A l’occasion de la 50ème édition du Festival  de cinéma de La Rochelle, l’artiste Christian Châtel a proposé une installation mettant en scène des fauteuils de cinéma, déplaçant l’attention du spectateur sur la place qu’il occupe habituellement. Dans “50 ans, 50 fauteuils: Flash-back Memories, A Tribute to the Audience” des projections reprennent une partie de  l’histoire du festival, tout comme celle du cinéma, en mobilisant regard et écoute, laissant le champs libre à une nouvelle pensée de cette place du public et en mobilisant sa culture cinématographique.

Nous nous sommes rendus, Alicia, Quentin et Isaline, à la Galerie de la Porte Maubec, pour apprécier cette œuvre. Nous avons ensuite eu la chance d’échanger avec l’artiste. Une interview que nous retranscrivons ici.

Isaline: Pouvez-vous nous parler un peu de votre travail et vous présenter?

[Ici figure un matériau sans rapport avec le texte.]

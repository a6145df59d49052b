//! Sampling loop cadence and stop handshake, on paused tokio time.

#![allow(clippy::unwrap_used)]
#![allow(clippy::expect_used)]
#![allow(clippy::panic)]

use std::sync::atomic::{AtomicUsize, Ordering};
use std::sync::Arc;
use std::time::Duration;

use tagmetrics_binding::{metric_schema, Counter, Metric, MetricTags, Registry, StatsKind};

metric_schema! {
    #[derive(Default)]
    struct Small {
        hits: Counter,
    }
}

fn counting_tags(flush_interval: Duration) -> (MetricTags, Arc<AtomicUsize>, Arc<Registry>) {
    let registry = Arc::new(Registry::new());
    let calls = Arc::new(AtomicUsize::new(0));
    let seen = Arc::clone(&calls);
    let mut schema = Small::default();
    let tags = MetricTags::new(
        &mut schema,
        move || {
            seen.fetch_add(1, Ordering::SeqCst);
        },
        flush_interval,
        Arc::clone(&registry),
        ".",
    );
    (tags, calls, registry)
}

fn reads(registry: &Registry, kind: StatsKind) -> u64 {
    match registry.get(kind.read_timer()) {
        Some(Metric::Timer(t)) => t.count(),
        other => panic!("missing read timer: {other:?}"),
    }
}

#[tokio::test(start_paused = true)]
async fn flush_runs_after_one_interval() {
    let (mut tags, calls, _) = counting_tags(Duration::from_millis(100));
    tags.start().unwrap();
    assert!(tags.is_running());

    tokio::time::sleep(Duration::from_millis(150)).await;
    assert!(calls.load(Ordering::SeqCst) >= 1);

    tags.stop().await.unwrap();
    assert!(!tags.is_running());
}

#[tokio::test(start_paused = true)]
async fn stop_flushes_exactly_once_more() {
    let (mut tags, calls, _) = counting_tags(Duration::from_secs(3600));
    tags.start().unwrap();

    tokio::time::sleep(Duration::from_millis(10)).await;
    assert_eq!(calls.load(Ordering::SeqCst), 0);

    tags.stop().await.unwrap();
    assert_eq!(calls.load(Ordering::SeqCst), 1);
}

#[tokio::test(start_paused = true)]
async fn dropping_a_running_handle_flushes_once() {
    let (mut tags, calls, _) = counting_tags(Duration::from_secs(3600));
    tags.start().unwrap();
    drop(tags);

    tokio::time::sleep(Duration::from_millis(10)).await;
    assert_eq!(calls.load(Ordering::SeqCst), 1);

    tokio::time::sleep(Duration::from_secs(7200)).await;
    assert_eq!(calls.load(Ordering::SeqCst), 1);
}

#[tokio::test(start_paused = true)]
async fn runtime_stat_cadences_are_independent() {
    let (mut tags, _, registry) = counting_tags(Duration::from_millis(100));
    tags.stats_cpu_interval = Duration::from_millis(10);
    tags.stats_mem_interval = Duration::from_secs(1);
    tags.start().unwrap();

    tokio::time::sleep(Duration::from_millis(2050)).await;
    tags.stop().await.unwrap();

    let cpu = reads(&registry, StatsKind::Cpu);
    let mem = reads(&registry, StatsKind::Memory);
    assert!(cpu >= 150, "cpu reads: {cpu}");
    assert!((1..=3).contains(&mem), "mem reads: {mem}");
}

#[tokio::test(start_paused = true)]
async fn slow_flush_does_not_starve_sampling() {
    let (mut tags, calls, registry) = counting_tags(Duration::from_secs(3600));
    tags.stats_cpu_interval = Duration::from_millis(50);
    tags.stats_mem_interval = Duration::from_millis(50);
    tags.start().unwrap();

    tokio::time::sleep(Duration::from_millis(520)).await;
    assert!(reads(&registry, StatsKind::Cpu) >= 5);
    assert!(reads(&registry, StatsKind::Memory) >= 5);
    assert_eq!(calls.load(Ordering::SeqCst), 0);

    tags.stop().await.unwrap();
}

#[tokio::test(start_paused = true)]
async fn lifecycle_misuse_is_reported() {
    let (mut tags, calls, _) = counting_tags(Duration::from_secs(1));

    let err = tags.stop().await.expect_err("not started");
    assert_eq!(err.code(), "NOT_RUNNING");

    tags.start().unwrap();
    let err = tags.start().expect_err("already running");
    assert_eq!(err.code(), "ALREADY_STARTED");

    tags.stop().await.unwrap();
    let err = tags.stop().await.expect_err("already stopped");
    assert_eq!(err.code(), "NOT_RUNNING");
    let err = tags.start().expect_err("stopped is terminal");
    assert_eq!(err.code(), "ALREADY_STARTED");

    assert_eq!(calls.load(Ordering::SeqCst), 1);
}

#[tokio::test(start_paused = true)]
async fn zero_interval_is_rejected() {
    let (mut tags, _, _) = counting_tags(Duration::from_secs(1));
    tags.stats_mem_interval = Duration::ZERO;
    let err = tags.start().expect_err("zero interval");
    assert_eq!(err.code(), "CONFIG");
    assert!(!tags.is_running());
}

#[tokio::test(start_paused = true)]
async fn panicking_flush_does_not_halt_the_loop() {
    let registry = Arc::new(Registry::new());
    let calls = Arc::new(AtomicUsize::new(0));
    let seen = Arc::clone(&calls);
    let mut schema = Small::default();
    let mut tags = MetricTags::new(
        &mut schema,
        move || {
            if seen.fetch_add(1, Ordering::SeqCst) == 0 {
                panic!("backend unavailable");
            }
        },
        Duration::from_millis(100),
        registry,
        ".",
    );
    tags.start().unwrap();

    tokio::time::sleep(Duration::from_millis(350)).await;
    assert!(calls.load(Ordering::SeqCst) >= 3);

    tags.stop().await.unwrap();
}

#[tokio::test(start_paused = true)]
async fn start_registers_runtime_stats() {
    let (mut tags, _, registry) = counting_tags(Duration::from_secs(1));
    assert!(!registry.contains("runtime.cpu.read"));
    tags.start().unwrap();
    assert!(registry.contains("runtime.cpu.read"));
    assert!(registry.contains("runtime.mem.read"));
    assert_eq!(registry.contains("runtime.mem.rss_bytes"), tagmetrics_core::runtime::is_supported());
    assert!(registry.contains("hits"));
    tags.stop().await.unwrap();
}

#[test]
fn start_outside_a_runtime_fails() {
    let (mut tags, _, _) = counting_tags(Duration::from_secs(1));
    let err = tags.start().expect_err("no runtime");
    assert_eq!(err.code(), "INTERNAL");
}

Christian Châtel: J’ai une formation d’art assez classique. Je suis passé notamment par Le Fresnoy [Studio National des Arts Contemporains, Tourcoing] qui est une école d’art audiovisuel supérieure avec un certain niveau de production. En parallèle  de mon travail artistique, je travaille dans une école de cinéma à Bruxelles, l’INSAS. J’ai aussi une formation de projectionniste en pellicule traditionnelle. Pour tout le reste, je suis  autodidacte, c’est une passion du cinéma.

J’ai donc une certaine affinité pour le cinéma, et les films en général, et pour le dispositif cinématographique aussi, et là plus en tant qu’artiste. Le principe général de mon travail, que l’on retrouve quasi systématiquement, c’est une remise en question du dispositif. C’est-à-dire que typiquement, ici, vous avez les fauteuils qui deviennent les écrans et le spectateur qui se positionne non plus sur son fauteuil mais à la place de l’écran. Il y a un retournement de situation. C’est comme cela que fonctionne mon travail en général.

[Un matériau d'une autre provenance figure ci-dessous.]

//! Name-path binder.
//!
//! Walks a schema once, derives a separator-joined name for every instrument
//! leaf, installs a fresh instrument into the field and registers it.
//!
//! Example: a `Timer` field `latency` inside a record `smtp` inside a record
//! `messages` is registered as `messages.smtp.latency` with separator `"."`.
//! A `HashMap<String, Box<Handler>>` field `handlers` holding key `"login"`
//! yields `handlers.login.<leaf>` for each leaf of that entry.
//!
//! Binding is static: map entries inserted later keep their detached default
//! instruments and never show up in the registry.

use serde::Deserialize;
use tagmetrics_core::{Counter, Gauge, Histogram, Meter, Metric, Registry, Timer};

use crate::schema::{FieldName, FieldVisitor, MetricSchema, Slot};

/// What to do when a derived name is already registered.
#[derive(Debug, Clone, Copy, Default, PartialEq, Eq, Deserialize)]
#[serde(rename_all = "snake_case")]
pub enum DuplicatePolicy {
    /// Last write wins.
    #[default]
    Overwrite,
    /// First registration is kept; the later field still gets a live, but
    /// unregistered, instrument.
    Reject,
}

/// Outcome of one binding pass.
#[derive(Debug, Clone, Default, PartialEq, Eq)]
pub struct BindReport {
    /// Names registered by this pass, in visit order.
    pub registered: Vec<String>,
    /// Names that were already bound when this pass reached them.
    pub collisions: Vec<String>,
}

/// Bind `schema` into `registry` with the default [`DuplicatePolicy`].
pub fn bind(
    schema: &mut dyn MetricSchema,
    prefix: &str,
    separator: &str,
    registry: &Registry,
) -> BindReport {
    bind_with_policy(schema, prefix, separator, registry, DuplicatePolicy::default())
}

pub fn bind_with_policy(
    schema: &mut dyn MetricSchema,
    prefix: &str,
    separator: &str,
    registry: &Registry,
    policy: DuplicatePolicy,
) -> BindReport {
    let mut report = BindReport::default();
    let mut walker = PathWalker {
        prefix: prefix.to_string(),
        separator,
        registry,
        policy,
        report: &mut report,
    };
    schema.visit_fields(&mut walker);
    tracing::debug!(
        registered = report.registered.len(),
        collisions = report.collisions.len(),
        "metrics schema bound"
    );
    report
}

struct PathWalker<'a> {
    prefix: String,
    separator: &'a str,
    registry: &'a Registry,
    policy: DuplicatePolicy,
    report: &'a mut BindReport,
}

impl PathWalker<'_> {
    fn descend(&mut self, prefix: String, record: &mut dyn MetricSchema) {
        let mut child = PathWalker {
            prefix,
            separator: self.separator,
            registry: self.registry,
            policy: self.policy,
            report: &mut *self.report,
        };
        record.visit_fields(&mut child);
    }

    fn install(&mut self, name: String, metric: Metric) {
        tracing::trace!(metric = %name, kind = metric.kind().as_str(), "binding instrument");
        match self.policy {
            DuplicatePolicy::Overwrite => {
                if self.registry.register(name.clone(), metric).is_some() {
                    self.report.collisions.push(name.clone());
                }
                self.report.registered.push(name);
            }
            DuplicatePolicy::Reject => match self.registry.try_register(name.clone(), metric) {
                Ok(()) => self.report.registered.push(name),
                Err(e) => {
                    tracing::warn!(metric = %name, error = %e, "metric name collision, keeping first registration");
                    self.report.collisions.push(name);
                }
            },
        }
    }
}

impl FieldVisitor for PathWalker<'_> {
    fn visit(&mut self, field: FieldName, slot: Slot<'_>) {
        let segment = field.segment();
        let name = if self.prefix.is_empty() {
            segment.into_owned()
        } else {
            format!("{}{}{}", self.prefix, self.separator, segment)
        };

        match slot {
            Slot::Record(record) => self.descend(name, record),
            Slot::Keyed(map) => {
                map.for_each_record(&mut |key, record| {
                    let prefix = format!("{}{}{}", name, self.separator, key);
                    self.descend(prefix, record);
                });
            }
            Slot::Counter(c) => {
                *c = Counter::new();
                self.install(name, Metric::Counter(c.clone()));
            }
            Slot::Gauge(g) => {
                *g = Gauge::new();
                self.install(name, Metric::Gauge(g.clone()));
            }
            Slot::Meter(m) => {
                *m = Meter::new();
                self.install(name, Metric::Meter(m.clone()));
            }
            Slot::Histogram(h) => {
                *h = Histogram::new();
                self.install(name, Metric::Histogram(h.clone()));
            }
            Slot::Timer(t) => {
                *t = Timer::new();
                self.install(name, Metric::Timer(t.clone()));
            }
            Slot::Ignored => {
                tracing::trace!(field = field.ident, path = %name, "skipping non-metric field");
            }
        }
    }
}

J’ai fait des installations uniquement avec des projecteurs de cinéma, avec des écrans, notamment des écrans mémoire, des écrans phosphorescents, des écrans à 360°, etc. J’essaye de pousser dans ses  retranchements le dispositif au maximum quand il est en train de vieillir, de mourir, de ne plus être adapté au moment et qu’il a tendance à être mis au rebut. Je m’en saisis pour le remettre en œuvre, dans tous les sens du terme. De lui donner, je ne sais pas si c’est une seconde vie, une nouvelle perspective d’existence.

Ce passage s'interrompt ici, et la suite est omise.